Stored data entries:
%%
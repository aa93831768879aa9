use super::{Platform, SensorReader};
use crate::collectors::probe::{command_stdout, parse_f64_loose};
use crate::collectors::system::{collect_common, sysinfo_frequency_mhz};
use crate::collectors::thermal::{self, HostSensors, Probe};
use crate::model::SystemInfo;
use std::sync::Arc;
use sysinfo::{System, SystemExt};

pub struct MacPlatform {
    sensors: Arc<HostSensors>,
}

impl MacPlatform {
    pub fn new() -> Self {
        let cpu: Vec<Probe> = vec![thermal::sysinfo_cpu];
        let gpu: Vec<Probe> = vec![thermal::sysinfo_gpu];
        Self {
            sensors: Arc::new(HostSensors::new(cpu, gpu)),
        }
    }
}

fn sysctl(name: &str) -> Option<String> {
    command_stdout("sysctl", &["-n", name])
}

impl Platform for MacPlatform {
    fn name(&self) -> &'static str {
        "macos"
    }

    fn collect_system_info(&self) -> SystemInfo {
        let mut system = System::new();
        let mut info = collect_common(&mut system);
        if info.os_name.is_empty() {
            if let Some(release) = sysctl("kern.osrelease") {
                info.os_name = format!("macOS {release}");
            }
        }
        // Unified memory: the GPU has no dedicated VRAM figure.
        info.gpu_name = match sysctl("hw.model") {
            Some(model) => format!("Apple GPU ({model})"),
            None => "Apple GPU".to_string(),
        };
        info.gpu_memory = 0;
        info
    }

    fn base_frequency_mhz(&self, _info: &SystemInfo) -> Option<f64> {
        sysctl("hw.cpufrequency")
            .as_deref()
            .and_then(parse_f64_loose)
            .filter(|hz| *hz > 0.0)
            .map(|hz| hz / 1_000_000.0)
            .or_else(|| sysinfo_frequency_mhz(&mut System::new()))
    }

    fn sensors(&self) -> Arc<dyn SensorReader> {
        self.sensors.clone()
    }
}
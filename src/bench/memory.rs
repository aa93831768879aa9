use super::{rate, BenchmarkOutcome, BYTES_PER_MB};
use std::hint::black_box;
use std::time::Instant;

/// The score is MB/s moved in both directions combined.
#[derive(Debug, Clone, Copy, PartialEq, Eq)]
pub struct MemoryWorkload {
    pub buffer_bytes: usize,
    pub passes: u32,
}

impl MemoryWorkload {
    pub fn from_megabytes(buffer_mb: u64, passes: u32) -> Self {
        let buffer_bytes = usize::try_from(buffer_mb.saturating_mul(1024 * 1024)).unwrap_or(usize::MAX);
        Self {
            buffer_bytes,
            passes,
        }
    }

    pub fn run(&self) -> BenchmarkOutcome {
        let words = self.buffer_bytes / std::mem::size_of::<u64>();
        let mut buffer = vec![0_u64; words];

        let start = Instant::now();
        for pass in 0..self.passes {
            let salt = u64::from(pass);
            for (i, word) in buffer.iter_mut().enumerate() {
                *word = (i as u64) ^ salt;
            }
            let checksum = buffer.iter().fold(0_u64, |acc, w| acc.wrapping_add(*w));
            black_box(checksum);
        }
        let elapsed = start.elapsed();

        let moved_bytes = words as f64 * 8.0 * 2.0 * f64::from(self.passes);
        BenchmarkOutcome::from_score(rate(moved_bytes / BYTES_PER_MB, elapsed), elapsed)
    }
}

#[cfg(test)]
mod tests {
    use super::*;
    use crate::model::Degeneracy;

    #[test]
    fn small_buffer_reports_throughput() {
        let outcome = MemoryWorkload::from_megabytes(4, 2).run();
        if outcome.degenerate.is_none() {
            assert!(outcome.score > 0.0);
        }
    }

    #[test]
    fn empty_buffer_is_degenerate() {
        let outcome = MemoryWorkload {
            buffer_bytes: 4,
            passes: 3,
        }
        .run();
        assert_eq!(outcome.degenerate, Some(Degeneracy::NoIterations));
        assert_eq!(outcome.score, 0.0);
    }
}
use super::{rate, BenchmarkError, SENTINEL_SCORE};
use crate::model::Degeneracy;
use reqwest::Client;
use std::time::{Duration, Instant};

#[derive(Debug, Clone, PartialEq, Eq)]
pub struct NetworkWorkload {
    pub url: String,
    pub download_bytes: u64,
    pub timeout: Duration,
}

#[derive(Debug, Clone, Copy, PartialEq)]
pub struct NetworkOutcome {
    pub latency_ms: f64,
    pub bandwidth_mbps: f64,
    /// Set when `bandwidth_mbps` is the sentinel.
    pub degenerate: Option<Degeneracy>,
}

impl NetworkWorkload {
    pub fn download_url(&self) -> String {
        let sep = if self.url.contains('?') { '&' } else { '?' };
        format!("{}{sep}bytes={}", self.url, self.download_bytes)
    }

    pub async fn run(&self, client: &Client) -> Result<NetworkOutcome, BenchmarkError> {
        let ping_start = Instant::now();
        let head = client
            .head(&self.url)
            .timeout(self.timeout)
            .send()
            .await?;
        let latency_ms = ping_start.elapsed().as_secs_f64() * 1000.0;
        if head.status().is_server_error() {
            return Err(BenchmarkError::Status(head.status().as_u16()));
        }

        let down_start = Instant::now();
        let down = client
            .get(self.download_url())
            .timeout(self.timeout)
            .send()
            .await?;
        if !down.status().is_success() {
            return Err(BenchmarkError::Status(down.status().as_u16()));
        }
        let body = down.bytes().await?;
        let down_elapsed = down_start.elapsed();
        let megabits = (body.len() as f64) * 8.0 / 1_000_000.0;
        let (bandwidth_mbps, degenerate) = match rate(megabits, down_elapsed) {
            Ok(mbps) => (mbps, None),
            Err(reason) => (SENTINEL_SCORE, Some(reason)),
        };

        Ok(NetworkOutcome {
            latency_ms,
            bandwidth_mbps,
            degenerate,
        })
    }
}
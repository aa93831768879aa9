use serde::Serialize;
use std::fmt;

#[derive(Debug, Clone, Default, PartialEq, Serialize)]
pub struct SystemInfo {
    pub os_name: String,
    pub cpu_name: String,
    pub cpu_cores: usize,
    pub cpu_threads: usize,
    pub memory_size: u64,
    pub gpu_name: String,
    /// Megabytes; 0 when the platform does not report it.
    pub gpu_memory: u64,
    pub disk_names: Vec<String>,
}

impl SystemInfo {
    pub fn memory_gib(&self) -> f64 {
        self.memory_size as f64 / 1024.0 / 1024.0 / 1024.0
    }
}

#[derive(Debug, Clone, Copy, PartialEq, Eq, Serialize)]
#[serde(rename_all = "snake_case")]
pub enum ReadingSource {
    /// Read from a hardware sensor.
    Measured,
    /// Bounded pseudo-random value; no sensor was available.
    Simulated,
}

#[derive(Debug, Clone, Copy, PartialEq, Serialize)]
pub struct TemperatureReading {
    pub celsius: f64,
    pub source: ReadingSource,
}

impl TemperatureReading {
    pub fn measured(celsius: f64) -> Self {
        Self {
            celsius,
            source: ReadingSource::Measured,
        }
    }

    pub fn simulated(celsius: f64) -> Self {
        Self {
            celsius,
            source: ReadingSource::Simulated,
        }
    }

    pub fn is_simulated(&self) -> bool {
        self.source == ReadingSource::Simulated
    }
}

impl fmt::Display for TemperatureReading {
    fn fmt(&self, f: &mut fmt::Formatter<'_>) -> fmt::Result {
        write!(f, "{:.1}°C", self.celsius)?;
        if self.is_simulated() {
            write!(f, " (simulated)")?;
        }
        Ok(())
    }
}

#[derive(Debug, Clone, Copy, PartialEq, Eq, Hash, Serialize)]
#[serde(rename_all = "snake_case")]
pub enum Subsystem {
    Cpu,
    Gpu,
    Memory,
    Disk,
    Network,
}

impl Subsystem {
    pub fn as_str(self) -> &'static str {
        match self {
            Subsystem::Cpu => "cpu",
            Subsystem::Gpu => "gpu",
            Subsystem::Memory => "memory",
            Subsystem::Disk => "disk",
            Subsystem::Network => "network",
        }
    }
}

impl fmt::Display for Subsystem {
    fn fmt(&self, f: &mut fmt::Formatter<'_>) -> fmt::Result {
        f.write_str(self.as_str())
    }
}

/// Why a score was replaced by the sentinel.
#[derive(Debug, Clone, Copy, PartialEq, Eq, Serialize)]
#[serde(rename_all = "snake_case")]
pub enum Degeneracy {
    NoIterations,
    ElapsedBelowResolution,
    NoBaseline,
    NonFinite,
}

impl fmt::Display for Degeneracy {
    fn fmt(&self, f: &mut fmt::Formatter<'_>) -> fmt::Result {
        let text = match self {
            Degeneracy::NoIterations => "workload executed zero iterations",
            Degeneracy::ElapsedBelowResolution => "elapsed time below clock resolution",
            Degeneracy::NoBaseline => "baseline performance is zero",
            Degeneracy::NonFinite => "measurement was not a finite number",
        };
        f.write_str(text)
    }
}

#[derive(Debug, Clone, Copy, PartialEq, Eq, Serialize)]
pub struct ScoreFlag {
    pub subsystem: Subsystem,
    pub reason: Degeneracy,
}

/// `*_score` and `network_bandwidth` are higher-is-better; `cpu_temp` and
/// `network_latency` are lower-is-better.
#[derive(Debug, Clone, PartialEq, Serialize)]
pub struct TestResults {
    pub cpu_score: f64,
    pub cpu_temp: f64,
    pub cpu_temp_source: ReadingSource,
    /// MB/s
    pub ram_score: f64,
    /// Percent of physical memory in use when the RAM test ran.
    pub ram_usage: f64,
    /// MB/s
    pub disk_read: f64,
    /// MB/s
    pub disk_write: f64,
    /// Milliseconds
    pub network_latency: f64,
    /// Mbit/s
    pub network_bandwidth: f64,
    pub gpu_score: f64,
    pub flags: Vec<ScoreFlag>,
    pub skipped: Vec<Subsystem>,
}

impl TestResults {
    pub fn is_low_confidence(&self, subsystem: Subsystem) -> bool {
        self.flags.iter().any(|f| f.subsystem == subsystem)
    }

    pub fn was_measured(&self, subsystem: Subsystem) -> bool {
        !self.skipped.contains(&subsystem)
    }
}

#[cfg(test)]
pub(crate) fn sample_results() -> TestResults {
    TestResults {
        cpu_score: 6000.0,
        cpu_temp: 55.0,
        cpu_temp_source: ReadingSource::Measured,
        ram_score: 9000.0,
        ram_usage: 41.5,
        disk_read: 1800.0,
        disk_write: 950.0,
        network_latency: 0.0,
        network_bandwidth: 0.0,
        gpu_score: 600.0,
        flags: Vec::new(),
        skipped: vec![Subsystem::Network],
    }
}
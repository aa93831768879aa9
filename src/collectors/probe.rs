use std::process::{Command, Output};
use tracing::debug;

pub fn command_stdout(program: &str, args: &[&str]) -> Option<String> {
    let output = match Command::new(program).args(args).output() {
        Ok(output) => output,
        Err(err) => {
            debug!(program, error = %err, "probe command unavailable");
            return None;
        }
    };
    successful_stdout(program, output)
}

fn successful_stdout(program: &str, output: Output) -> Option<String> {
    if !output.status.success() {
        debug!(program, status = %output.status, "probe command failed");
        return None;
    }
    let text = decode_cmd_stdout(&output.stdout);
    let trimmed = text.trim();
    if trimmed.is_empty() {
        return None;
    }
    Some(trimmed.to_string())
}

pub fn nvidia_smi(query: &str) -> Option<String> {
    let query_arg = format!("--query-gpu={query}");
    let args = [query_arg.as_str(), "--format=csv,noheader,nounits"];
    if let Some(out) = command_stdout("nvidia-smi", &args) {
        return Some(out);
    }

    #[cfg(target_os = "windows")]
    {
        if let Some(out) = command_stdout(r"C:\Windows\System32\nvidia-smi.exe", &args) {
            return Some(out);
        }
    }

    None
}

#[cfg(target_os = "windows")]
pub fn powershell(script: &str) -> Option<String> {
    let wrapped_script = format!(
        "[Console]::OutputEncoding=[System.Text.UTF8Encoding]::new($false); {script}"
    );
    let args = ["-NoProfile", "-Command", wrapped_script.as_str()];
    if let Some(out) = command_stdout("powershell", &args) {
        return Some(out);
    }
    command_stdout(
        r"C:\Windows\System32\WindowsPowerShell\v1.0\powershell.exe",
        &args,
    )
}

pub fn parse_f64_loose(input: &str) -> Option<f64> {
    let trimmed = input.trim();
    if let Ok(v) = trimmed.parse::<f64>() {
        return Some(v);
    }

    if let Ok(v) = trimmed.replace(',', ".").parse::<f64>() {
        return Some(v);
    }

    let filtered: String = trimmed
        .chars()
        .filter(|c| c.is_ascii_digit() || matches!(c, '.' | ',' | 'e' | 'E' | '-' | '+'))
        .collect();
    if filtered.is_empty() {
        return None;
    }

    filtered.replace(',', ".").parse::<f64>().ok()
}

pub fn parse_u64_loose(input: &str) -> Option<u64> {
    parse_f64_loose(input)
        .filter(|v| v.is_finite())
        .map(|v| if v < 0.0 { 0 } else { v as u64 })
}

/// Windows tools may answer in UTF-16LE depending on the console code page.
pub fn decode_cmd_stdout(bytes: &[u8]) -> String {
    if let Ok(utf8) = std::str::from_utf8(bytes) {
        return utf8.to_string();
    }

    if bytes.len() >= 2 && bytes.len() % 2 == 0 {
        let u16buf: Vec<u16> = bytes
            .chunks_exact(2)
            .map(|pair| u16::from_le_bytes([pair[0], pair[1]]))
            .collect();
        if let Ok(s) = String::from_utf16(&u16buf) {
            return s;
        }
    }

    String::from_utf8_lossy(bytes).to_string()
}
%%
%%
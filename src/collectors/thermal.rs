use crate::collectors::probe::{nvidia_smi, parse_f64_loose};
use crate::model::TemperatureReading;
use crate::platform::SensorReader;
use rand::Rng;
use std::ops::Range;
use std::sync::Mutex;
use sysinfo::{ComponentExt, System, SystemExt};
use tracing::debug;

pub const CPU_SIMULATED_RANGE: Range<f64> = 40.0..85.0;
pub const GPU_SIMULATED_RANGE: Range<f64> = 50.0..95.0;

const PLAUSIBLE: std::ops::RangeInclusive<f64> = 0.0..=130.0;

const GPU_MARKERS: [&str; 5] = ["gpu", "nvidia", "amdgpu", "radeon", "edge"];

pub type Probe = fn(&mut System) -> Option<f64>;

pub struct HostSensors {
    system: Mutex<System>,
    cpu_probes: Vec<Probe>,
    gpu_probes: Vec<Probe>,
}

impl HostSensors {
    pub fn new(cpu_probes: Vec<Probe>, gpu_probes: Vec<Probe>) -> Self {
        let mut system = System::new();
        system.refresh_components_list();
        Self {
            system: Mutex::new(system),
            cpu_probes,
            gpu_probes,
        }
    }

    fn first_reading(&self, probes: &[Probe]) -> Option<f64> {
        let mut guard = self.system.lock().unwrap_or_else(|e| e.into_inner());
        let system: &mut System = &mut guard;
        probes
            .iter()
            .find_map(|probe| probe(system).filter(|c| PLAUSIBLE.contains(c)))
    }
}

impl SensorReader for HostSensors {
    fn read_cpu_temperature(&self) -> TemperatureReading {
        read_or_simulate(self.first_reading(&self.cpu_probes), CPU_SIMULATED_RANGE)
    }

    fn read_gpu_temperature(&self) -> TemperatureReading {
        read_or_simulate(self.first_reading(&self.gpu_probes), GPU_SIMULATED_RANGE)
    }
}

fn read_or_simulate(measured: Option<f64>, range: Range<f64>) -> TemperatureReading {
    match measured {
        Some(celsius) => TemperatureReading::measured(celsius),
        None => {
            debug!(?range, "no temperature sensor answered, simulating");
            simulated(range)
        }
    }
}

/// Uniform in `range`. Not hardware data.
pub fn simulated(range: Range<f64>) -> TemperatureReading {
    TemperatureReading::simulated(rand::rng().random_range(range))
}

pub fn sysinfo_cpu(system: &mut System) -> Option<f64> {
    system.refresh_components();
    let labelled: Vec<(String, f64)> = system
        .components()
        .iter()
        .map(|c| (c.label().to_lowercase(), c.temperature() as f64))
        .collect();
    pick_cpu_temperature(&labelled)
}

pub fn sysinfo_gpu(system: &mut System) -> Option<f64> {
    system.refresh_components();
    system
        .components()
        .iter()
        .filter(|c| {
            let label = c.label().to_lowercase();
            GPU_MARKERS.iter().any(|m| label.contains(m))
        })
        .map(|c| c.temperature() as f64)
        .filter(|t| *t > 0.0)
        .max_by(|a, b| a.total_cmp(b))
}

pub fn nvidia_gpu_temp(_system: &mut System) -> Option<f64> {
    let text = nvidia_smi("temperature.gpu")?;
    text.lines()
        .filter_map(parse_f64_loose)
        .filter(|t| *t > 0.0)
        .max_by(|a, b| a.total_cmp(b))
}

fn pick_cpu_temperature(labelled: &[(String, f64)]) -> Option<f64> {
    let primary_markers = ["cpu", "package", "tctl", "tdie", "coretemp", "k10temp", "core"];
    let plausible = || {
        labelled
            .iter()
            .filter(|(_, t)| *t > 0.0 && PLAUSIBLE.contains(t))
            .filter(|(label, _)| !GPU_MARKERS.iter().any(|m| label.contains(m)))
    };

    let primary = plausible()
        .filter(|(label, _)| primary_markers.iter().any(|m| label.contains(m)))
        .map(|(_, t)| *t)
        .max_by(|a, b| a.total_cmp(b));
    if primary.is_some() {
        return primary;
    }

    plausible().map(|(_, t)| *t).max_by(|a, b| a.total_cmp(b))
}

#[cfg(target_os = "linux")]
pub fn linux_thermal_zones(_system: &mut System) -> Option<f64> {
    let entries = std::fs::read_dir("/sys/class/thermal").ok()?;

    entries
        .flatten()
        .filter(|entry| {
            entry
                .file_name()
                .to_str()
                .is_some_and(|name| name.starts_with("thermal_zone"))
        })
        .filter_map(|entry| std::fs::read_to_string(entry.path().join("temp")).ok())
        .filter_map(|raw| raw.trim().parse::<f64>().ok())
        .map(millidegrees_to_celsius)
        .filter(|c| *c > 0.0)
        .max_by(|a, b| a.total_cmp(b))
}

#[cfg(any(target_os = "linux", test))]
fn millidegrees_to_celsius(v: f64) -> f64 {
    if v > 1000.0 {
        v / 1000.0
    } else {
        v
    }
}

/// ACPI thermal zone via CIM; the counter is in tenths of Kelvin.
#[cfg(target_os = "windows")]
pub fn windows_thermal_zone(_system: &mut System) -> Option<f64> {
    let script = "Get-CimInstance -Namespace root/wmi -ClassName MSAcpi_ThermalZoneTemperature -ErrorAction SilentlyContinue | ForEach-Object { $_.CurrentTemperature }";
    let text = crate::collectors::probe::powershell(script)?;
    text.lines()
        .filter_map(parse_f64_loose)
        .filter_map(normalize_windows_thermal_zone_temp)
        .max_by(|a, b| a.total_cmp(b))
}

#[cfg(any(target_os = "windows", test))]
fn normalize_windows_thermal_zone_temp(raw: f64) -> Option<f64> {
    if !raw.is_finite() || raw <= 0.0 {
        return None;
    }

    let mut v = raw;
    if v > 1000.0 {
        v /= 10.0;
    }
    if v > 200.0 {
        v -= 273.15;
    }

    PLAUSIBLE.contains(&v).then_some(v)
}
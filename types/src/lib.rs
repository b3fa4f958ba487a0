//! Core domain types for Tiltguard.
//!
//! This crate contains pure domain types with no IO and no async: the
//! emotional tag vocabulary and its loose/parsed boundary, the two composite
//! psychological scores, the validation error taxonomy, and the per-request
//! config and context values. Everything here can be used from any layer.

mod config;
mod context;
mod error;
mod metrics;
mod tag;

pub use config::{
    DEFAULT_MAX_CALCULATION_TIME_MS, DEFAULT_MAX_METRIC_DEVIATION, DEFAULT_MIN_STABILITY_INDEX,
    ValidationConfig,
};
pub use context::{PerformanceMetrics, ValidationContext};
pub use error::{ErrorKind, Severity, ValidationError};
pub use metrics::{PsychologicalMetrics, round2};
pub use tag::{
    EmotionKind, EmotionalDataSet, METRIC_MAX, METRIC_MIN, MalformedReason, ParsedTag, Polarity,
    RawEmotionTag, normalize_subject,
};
%%
◆ WORK TO COMPLETE: Among the records above, repeat exactly the line with "const PLAUSIBLE: std::ops::RangeInclusive<f64>", the line with "pub fn simulated(range: Range<f64>)", and every line in between, and only those.

◆ RESPONSE BOX:
const PLAUSIBLE: std::ops::RangeInclusive<f64> = 0.0..=130.0;

const GPU_MARKERS: [&str; 5] = ["gpu", "nvidia", "amdgpu", "radeon", "edge"];

pub type Probe = fn(&mut System) -> Option<f64>;

pub struct HostSensors {
    system: Mutex<System>,
    cpu_probes: Vec<Probe>,
    gpu_probes: Vec<Probe>,
}

impl HostSensors {
    pub fn new(cpu_probes: Vec<Probe>, gpu_probes: Vec<Probe>) -> Self {
        let mut system = System::new();
        system.refresh_components_list();
        Self {
            system: Mutex::new(system),
            cpu_probes,
            gpu_probes,
        }
    }

    fn first_reading(&self, probes: &[Probe]) -> Option<f64> {
        let mut guard = self.system.lock().unwrap_or_else(|e| e.into_inner());
        let system: &mut System = &mut guard;
        probes
            .iter()
            .find_map(|probe| probe(system).filter(|c| PLAUSIBLE.contains(c)))
    }
}

impl SensorReader for HostSensors {
    fn read_cpu_temperature(&self) -> TemperatureReading {
        read_or_simulate(self.first_reading(&self.cpu_probes), CPU_SIMULATED_RANGE)
    }

    fn read_gpu_temperature(&self) -> TemperatureReading {
        read_or_simulate(self.first_reading(&self.gpu_probes), GPU_SIMULATED_RANGE)
    }
}

fn read_or_simulate(measured: Option<f64>, range: Range<f64>) -> TemperatureReading {
    match measured {
        Some(celsius) => TemperatureReading::measured(celsius),
        None => {
            debug!(?range, "no temperature sensor answered, simulating");
            simulated(range)
        }
    }
}

/// Uniform in `range`. Not hardware data.
pub fn simulated(range: Range<f64>) -> TemperatureReading {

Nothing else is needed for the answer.